The already stronger US Dollar got an additional boost, rising to the highest level in nearly two years (since May 2017) after data released from the US showed a sharp rebound in the durable goods orders. In fact, orders for capital goods jumped 2.7% m/m as against 1.1% decline recorded in the previous month and 0.8% rise expected. 

Adding to the positive headline reading, core durable goods orders - excluding transportation items, also surpassed expectations and edged up 0.4% m/m rate during the reported month as against 0.2% rise expected, though was partly offset by an unexpected jump in the initial weekly jobless claims.
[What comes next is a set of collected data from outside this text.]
//! Hash-chained, HMAC-signed audit log.
//!
//! Every entry links to its predecessor by SHA-256 of the predecessor's
//! stored serialization, and carries an HMAC over its own identifying
//! fields. Verification walks the chain from genesis and names the first
//! entry that breaks it.

use std::fmt;
use std::str::FromStr;
use std::sync::{Arc, Mutex};

use anyhow::{Context, Result, anyhow};
use chrono::{DateTime, Utc};
use serde::{Deserialize, Serialize};

use crate::crypto::keys::KeyManager;
use crate::errors::CryptoError;
use crate::store::Store;
use crate::util::sha256_hex;

const COUNTER_KEY: &str = "audit/counter";
const ENTRY_PREFIX: &str = "audit/entries/";

/// The chain link of the genesis entry.
pub const GENESIS_HASH: &str =
    "0000000000000000000000000000000000000000000000000000000000000000";

/// What kind of action an audit entry records.
#[derive(Debug, Clone, Copy, PartialEq, Eq, Serialize, Deserialize)]
#[serde(rename_all = "snake_case")]
pub enum AuditAction {
    PollRepos,
    EvaluateIssue,
    CreateBranch,
    PushCode,
    CiCheck,
    CreatePr,
    AcknowledgeReview,
    ModerateComment,
    DetectEdit,
    AnalyzeCompeting,
    PlanSynthesis,
    DisengageChain,
    RotateKey,
    EmergencyStop,
}

impl AuditAction {
    pub fn as_str(&self) -> &'static str {
        match self {
            Self::PollRepos => "poll_repos",
            Self::EvaluateIssue => "evaluate_issue",
            Self::CreateBranch => "create_branch",
            Self::PushCode => "push_code",
            Self::CiCheck => "ci_check",
            Self::CreatePr => "create_pr",
            Self::AcknowledgeReview => "acknowledge_review",
            Self::ModerateComment => "moderate_comment",
            Self::DetectEdit => "detect_edit",
            Self::AnalyzeCompeting => "analyze_competing",
            Self::PlanSynthesis => "plan_synthesis",
            Self::DisengageChain => "disengage_chain",
            Self::RotateKey => "rotate_key",
            Self::EmergencyStop => "emergency_stop",
        }
    }
}

impl fmt::Display for AuditAction {
    fn fmt(&self, f: &mut fmt::Formatter<'_>) -> fmt::Result {
        f.write_str(self.as_str())
    }
}

impl FromStr for AuditAction {
    type Err = String;

    fn from_str(s: &str) -> Result<Self, Self::Err> {
        match s {
            "poll_repos" => Ok(Self::PollRepos),
            "evaluate_issue" => Ok(Self::EvaluateIssue),
            "create_branch" => Ok(Self::CreateBranch),
            "push_code" => Ok(Self::PushCode),
            "ci_check" => Ok(Self::CiCheck),
            "create_pr" => Ok(Self::CreatePr),
            "acknowledge_review" => Ok(Self::AcknowledgeReview),
            "moderate_comment" => Ok(Self::ModerateComment),
            "detect_edit" => Ok(Self::DetectEdit),
            "analyze_competing" => Ok(Self::AnalyzeCompeting),
            "plan_synthesis" => Ok(Self::PlanSynthesis),
            "disengage_chain" => Ok(Self::DisengageChain),
            "rotate_key" => Ok(Self::RotateKey),
            "emergency_stop" => Ok(Self::EmergencyStop),
            _ => Err(format!("Invalid audit action: {}", s)),
        }
    }
}

/// One signed, chained audit record.
#[derive(Debug, Clone, Serialize, Deserialize)]
pub struct AuditEntry {
    /// 8-digit zero-padded sequence number.
    pub id: String,
    pub timestamp: DateTime<Utc>,
    pub action: AuditAction,
    pub repo: String,
    pub target: String,
    pub input_hash: String,
    pub output_hash: String,
    pub decision: String,
    pub llm_calls: u32,
    pub details: String,
    pub previous_entry_hash: String,
    pub signature: String,
}

impl AuditEntry {
    fn signature_payload(&self) -> String {
        format!(
            "{}|{}|{}|{}|{}|{}|{}|{}|{}",
            self.id,
            self.timestamp.to_rfc3339(),
            self.action.as_str(),
            self.repo,
            self.target,
            self.input_hash,
            self.output_hash,
            self.decision,
            self.previous_entry_hash
        )
    }
}

/// The caller-supplied part of an entry; the log fills in id, timestamp,
/// chain link, and signature.
#[derive(Debug, Clone)]
pub struct AuditDraft {
    pub action: AuditAction,
    pub repo: String,
    pub target: String,
    pub input_hash: String,
    pub output_hash: String,
    pub decision: String,
    pub llm_calls: u32,
    pub details: String,
}

impl AuditDraft {
    pub fn new(action: AuditAction, repo: impl Into<String>, target: impl Into<String>) -> Self {
        Self {
            action,
            repo: repo.into(),
            target: target.into(),
            input_hash: String::new(),
            output_hash: String::new(),
            decision: "ok".to_string(),
            llm_calls: 0,
            details: String::new(),
        }
    }

    pub fn with_hashes(mut self, input: impl Into<String>, output: impl Into<String>) -> Self {
        self.input_hash = input.into();
        self.output_hash = output.into();
        self
    }

    pub fn with_decision(mut self, decision: impl Into<String>) -> Self {
        self.decision = decision.into();
        self
    }

    pub fn with_llm_calls(mut self, count: u32) -> Self {
        self.llm_calls = count;
        self
    }

    pub fn with_details(mut self, details: impl Into<String>) -> Self {
        self.details = details.into();
        self
    }
}

struct ChainState {
    counter: u64,
    last_hash: String,
}

/// Append-only audit log over the store.
pub struct AuditLog {
    store: Arc<dyn Store>,
    keys: Arc<KeyManager>,
    state: Mutex<ChainState>,
}

impl AuditLog {
    /// Open the log, recovering the counter and last-entry hash.
    pub fn open(store: Arc<dyn Store>, keys: Arc<KeyManager>) -> Result<Self> {
        let counter = store
            .get(COUNTER_KEY)?
            .map(|s| s.parse::<u64>().context("Corrupt audit counter"))
            .transpose()?
            .unwrap_or(0);

        let last_hash = if counter == 0 {
            GENESIS_HASH.to_string()
        } else {
            let key = format!("{}{:08}", ENTRY_PREFIX, counter);
            let raw = store
                .get(&key)?
                .ok_or_else(|| anyhow!("Audit counter points at missing entry {}", key))?;
            sha256_hex(raw.as_bytes())
        };

        Ok(Self {
            store,
            keys,
            state: Mutex::new(ChainState { counter, last_hash }),
        })
    }

    /// Append one entry. Appends are serialized; the chain link and the
    /// counter are updated together under the lock.
    pub fn append(&self, draft: AuditDraft) -> Result<AuditEntry> {
        let mut state = self
            .state
            .lock()
            .map_err(|e| anyhow!("audit log lock poisoned: {}", e))?;

        let id = format!("{:08}", state.counter + 1);
        let mut entry = AuditEntry {
            id: id.clone(),
            timestamp: Utc::now(),
            action: draft.action,
            repo: draft.repo,
            target: draft.target,
            input_hash: draft.input_hash,
            output_hash: draft.output_hash,
            decision: draft.decision,
            llm_calls: draft.llm_calls,
            details: draft.details,
            previous_entry_hash: state.last_hash.clone(),
            signature: String::new(),
        };
        entry.signature = self.keys.sign(entry.signature_payload().as_bytes())?;

        let serialized =
            serde_json::to_string(&entry).context("Failed to serialize audit entry")?;
        self.store
            .put(&format!("{}{}", ENTRY_PREFIX, id), &serialized)?;
        self.store.put(COUNTER_KEY, &(state.counter + 1).to_string())?;

        state.counter += 1;
        state.last_hash = sha256_hex(serialized.as_bytes());
        Ok(entry)
    }

    /// All entries, oldest first.
    pub fn entries(&self) -> Result<Vec<AuditEntry>> {
        let mut out = Vec::new();
        for (_, raw) in self.store.list_prefix(ENTRY_PREFIX)? {
            out.push(serde_json::from_str(&raw).context("Corrupt audit entry")?);
        }
        Ok(out)
    }

    pub fn len(&self) -> usize {
        self.state.lock().map(|s| s.counter as usize).unwrap_or(0)
    }

    pub fn is_empty(&self) -> bool {
        self.len() == 0
    }

    /// Walk the chain from genesis, re-deriving every link and checking
    /// every signature against current and previous keys. Returns the
    /// number of entries verified, or the first broken entry.
    pub fn verify_chain(&self) -> Result<usize, CryptoError> {
        let rows = self
            .store
            .list_prefix(ENTRY_PREFIX)
            .map_err(CryptoError::Store)?;

        let mut expected_prev = GENESIS_HASH.to_string();
        let mut expected_id: u64 = 1;
        for (key, raw) in &rows {
            let entry: AuditEntry =
                serde_json::from_str(raw).map_err(|e| CryptoError::AuditChainBroken {
                    id: key.clone(),
                    reason: format!("unparseable entry: {}", e),
                })?;

            if entry.id != format!("{:08}", expected_id) {
                return Err(CryptoError::AuditChainBroken {
                    id: entry.id,
                    reason: format!("expected sequence id {:08}", expected_id),
                });
            }
            if entry.previous_entry_hash != expected_prev {
                return Err(CryptoError::AuditChainBroken {
                    id: entry.id,
                    reason: "previous hash mismatch".to_string(),
                });
            }
            let verified = self
                .keys
                .verify(entry.signature_payload().as_bytes(), &entry.signature)
                .map_err(CryptoError::Store)?;
            if !verified {
                return Err(CryptoError::AuditChainBroken {
                    id: entry.id,
                    reason: "signature does not verify".to_string(),
                });
            }

            expected_prev = sha256_hex(raw.as_bytes());
            expected_id += 1;
        }
        Ok(rows.len())
    }
}

#[cfg(test)]
mod tests {
    use super::*;
    use crate::store::SqliteStore;

    fn log() -> (Arc<dyn Store>, AuditLog) {
        let store: Arc<dyn Store> = Arc::new(SqliteStore::new_in_memory().unwrap());
        let keys = Arc::new(KeyManager::init(store.clone()).unwrap());
        let log = AuditLog::open(store.clone(), keys).unwrap();
        (store, log)
    }

    fn draft(action: AuditAction) -> AuditDraft {
        AuditDraft::new(action, "github:demo/app", "issue-42")
            .with_hashes("aa", "bb")
            .with_details("test entry")
    }

    #[test]
    fn test_ids_are_sequential_zero_padded() {
        let (_, log) = log();
        let first = log.append(draft(AuditAction::PollRepos)).unwrap();
        let second = log.append(draft(AuditAction::EvaluateIssue)).unwrap();
        assert_eq!(first.id, "00000001");
        assert_eq!(second.id, "00000002");
    }

    #[test]
    fn test_genesis_previous_hash_is_zeros() {
        let (_, log) = log();
        let first = log.append(draft(AuditAction::PollRepos)).unwrap();
        assert_eq!(first.previous_entry_hash, GENESIS_HASH);
    }

    #[test]
    fn test_chain_links_by_serialized_hash() {
        let (store, log) = log();
        let first = log.append(draft(AuditAction::PollRepos)).unwrap();
        let second = log.append(draft(AuditAction::EvaluateIssue)).unwrap();

        let raw_first = store
            .get(&format!("{}{}", ENTRY_PREFIX, first.id))
            .unwrap()
            .unwrap();
        assert_eq!(second.previous_entry_hash, sha256_hex(raw_first.as_bytes()));
    }

    #[test]
    fn test_verify_chain_accepts_intact_log() {
        let (_, log) = log();
        for action in [
            AuditAction::PollRepos,
            AuditAction::EvaluateIssue,
            AuditAction::CreateBranch,
            AuditAction::PushCode,
            AuditAction::CiCheck,
            AuditAction::CreatePr,
        ] {
            log.append(draft(action)).unwrap();
        }
        assert_eq!(log.verify_chain().unwrap(), 6);
    }

    #[test]
    fn test_verify_chain_survives_key_rotation() {
        let store: Arc<dyn Store> = Arc::new(SqliteStore::new_in_memory().unwrap());
        let keys = Arc::new(KeyManager::init(store.clone()).unwrap());
        let log = AuditLog::open(store, keys.clone()).unwrap();
        log.append(draft(AuditAction::PollRepos)).unwrap();
        keys.rotate().unwrap();
        log.append(draft(AuditAction::EvaluateIssue)).unwrap();
        // First entry verifies via the previous key, second via the current.
        assert_eq!(log.verify_chain().unwrap(), 2);
    }

    #[test]
    fn test_verify_chain_detects_tampered_entry() {
        let (store, log) = log();
        log.append(draft(AuditAction::PollRepos)).unwrap();
        log.append(draft(AuditAction::EvaluateIssue)).unwrap();
        log.append(draft(AuditAction::CreatePr)).unwrap();

        // Doctor the second entry's decision in place.
        let key = format!("{}00000002", ENTRY_PREFIX);
        let raw = store.get(&key).unwrap().unwrap();
        let doctored = raw.replace("\"ok\"", "\"BLOCKED\"");
        assert_ne!(raw, doctored);
        store.put(&key, &doctored).unwrap();

        let err = log.verify_chain().unwrap_err();
        match err {
            CryptoError::AuditChainBroken { id, .. } => assert_eq!(id, "00000002"),
            other => panic!("Expected AuditChainBroken, got {:?}", other),
        }
    }

    #[test]
    fn test_verify_chain_detects_deleted_entry() {
        let (store, log) = log();
        log.append(draft(AuditAction::PollRepos)).unwrap();
        log.append(draft(AuditAction::EvaluateIssue)).unwrap();
        store.delete(&format!("{}00000001", ENTRY_PREFIX)).unwrap();

        assert!(log.verify_chain().is_err());
    }

    #[test]
    fn test_counter_survives_reopen() {
        let store: Arc<dyn Store> = Arc::new(SqliteStore::new_in_memory().unwrap());
        let keys = Arc::new(KeyManager::init(store.clone()).unwrap());
        {
            let log = AuditLog::open(store.clone(), keys.clone()).unwrap();
            log.append(draft(AuditAction::PollRepos)).unwrap();
        }
        let log = AuditLog::open(store, keys).unwrap();
        let entry = log.append(draft(AuditAction::EvaluateIssue)).unwrap();
        assert_eq!(entry.id, "00000002");
        assert_eq!(log.verify_chain().unwrap(), 2);
    }

    #[test]
    fn test_entries_ordered_oldest_first() {
        let (_, log) = log();
        log.append(draft(AuditAction::PollRepos)).unwrap();
        log.append(draft(AuditAction::CreatePr)).unwrap();
        let entries = log.entries().unwrap();
        assert_eq!(entries.len(), 2);
        assert_eq!(entries[0].action, AuditAction::PollRepos);
        assert_eq!(entries[1].action, AuditAction::CreatePr);
    }

    #[test]
    fn test_audit_action_roundtrip() {
        for s in &[
            "poll_repos",
            "evaluate_issue",
            "create_branch",
            "push_code",
            "ci_check",
            "create_pr",
            "acknowledge_review",
            "moderate_comment",
            "detect_edit",
            "analyze_competing",
            "plan_synthesis",
            "disengage_chain",
            "rotate_key",
            "emergency_stop",
        ] {
            let parsed: AuditAction = s.parse().unwrap();
            assert_eq!(parsed.as_str(), *s);
        }
        assert!("merge_pr".parse::<AuditAction>().is_err());
    }
}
Against the backdrop of growing bets that the RBA might be forced to cut interest rates as early as in May, broad-based USD strength largely offset the recent optimism over a possible US-China trade deal and did little to lend any support to the China-proxy Australian Dollar or ease the prevalent bearish pressure. 

It would now be interesting to see if the pair is able to find any respite at lower levels or continues with its bearish trajectory, despite highly oversold conditions, as market participants start repositioning for Friday's key release of the advance US Q1 GDP report.